The NRS 2002 was performed according to the recommendations set forth by Kondrup et al.12 Nutritional risk was through two components: impaired nutritional status and disease severity. Nutritional status was determined from three variables: BMI, recent weight loss, and food intake during the week before admission, taking into account the worst indicator. The disease severity was analyzed as an indicator of metabolic stress and increased nutritional requirements. A score between 1 and 3 was given according to the recommendations for each component. Patients with a total score of three or more (when the age of the patient was > 70 years, a value of one was added to the total score) were considered at nutritional risk.
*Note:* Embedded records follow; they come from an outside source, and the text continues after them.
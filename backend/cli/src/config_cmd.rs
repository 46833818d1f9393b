//! CLI Config Command

use std::path::Path;

use anyhow::{Context, Result};
use facegate_config::{redact, write_config, FaceGateConfig};

/// Print the effective config as YAML, secrets masked.
pub fn show(config: &FaceGateConfig) -> Result<()> {
    print!("{}", render(config)?);
    Ok(())
}

fn render(config: &FaceGateConfig) -> Result<String> {
    let value = serde_json::to_value(config).context("Failed to serialize config")?;
    serde_yaml::to_string(&redact(&value)).context("Failed to render config as YAML")
}

/// Write a default config file unless one already exists.
pub async fn init(path: &Path) -> Result<()> {
    if path.exists() {
        println!("Config already exists at {}", path.display());
        return Ok(());
    }
    write_config(&FaceGateConfig::default(), path).await?;
    println!("Wrote default config to {}", path.display());
    Ok(())
}

#[cfg(test)]
mod tests {
    use super::*;

    #[test]
    fn render_masks_api_key() {
        let mut config = FaceGateConfig::default();
        config.analyzer.api_key = Some("df-0123456789abcdef".into());
        let yaml = render(&config).unwrap();
        assert!(yaml.contains("df-0***"));
        assert!(!yaml.contains("0123456789abcdef"));
        assert!(yaml.contains("port: 3001"));
    }

    #[tokio::test]
    async fn init_does_not_overwrite() {
        let dir = tempfile::tempdir().unwrap();
        let path = dir.path().join("config.yaml");
        std::fs::write(&path, "server:\n  port: 4000\n").unwrap();
        init(&path).await.unwrap();
        assert_eq!(std::fs::read_to_string(&path).unwrap(), "server:\n  port: 4000\n");
    }

    #[tokio::test]
    async fn init_writes_defaults() {
        let dir = tempfile::tempdir().unwrap();
        let path = dir.path().join("config.yaml");
        init(&path).await.unwrap();
        let written = std::fs::read_to_string(&path).unwrap();
        assert!(written.contains("relay:"));
    }
}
Subjective Global Assessment

The SGA was carried out using the protocol developed by Detsky et al.13 This relies on the patient's history regarding weight loss, dietary intake, gastrointestinal symptoms, functional capacity, and physical signs of malnutrition (loss of subcutaneous fat or muscle mass, oedema, ascites). Patients were classified as well nourished (A), moderately or suspected of being malnourished (B) or severely malnourished (C). For the purpose of statistical analysis, patients were grouped in well-nourished (SGA A) and malnourished (SGA B and C).

Body Mass Index

The BMI was calculated as: current weight (kg)/ height2 (m)14 and classified according to World Health Organization.14,15 Subjects were grouped in well-nourished (BMI > 18.5 kg/m2) and malnourished (BMI < 18.5 kg/m2) patients.

Total Lymphocytes Count

The TLC was analyzed automatically by an ABX PENTRA 120 automated haematological analyser (Kyoto, Japan). The TLC value (units per mm3) was obtained from the medical records of each patient, considering the cut-off points described by Blackburn & Thornton.16 The patients were grouped in well-nourished (lymphocytes > 1,200 mm3) and malnourished (lymphocytes < 1,200 mm3) for the purposes of statistical analysis.

Phase Angle

Tetrapolar BIA was performed using a calibrated Biodynamics portable apparatus, model 310e (Seattle, WA, USA), which applies a current of 800 μA at a single frequency of 50 kHz. The measurements were made early in the morning, with patients fasting for at least 4 h. BIA was conducted while patients were lying supine on a bed, with legs apart and arms not touching the torso. Those who were able to urinate were asked to do so before the measurements were carried out. The examination procedures, as well as control of other variables affecting the validity, reproducibility and precision of the measurements were carried out according to standards of the National Institutes of Health.17 Resistance (R) and reactance (Xc) were directly measured in ohms, with a single assessment being made of each. The phase angle was calculated using the following equation: [arc tangent (Xc /R)] x (180/π).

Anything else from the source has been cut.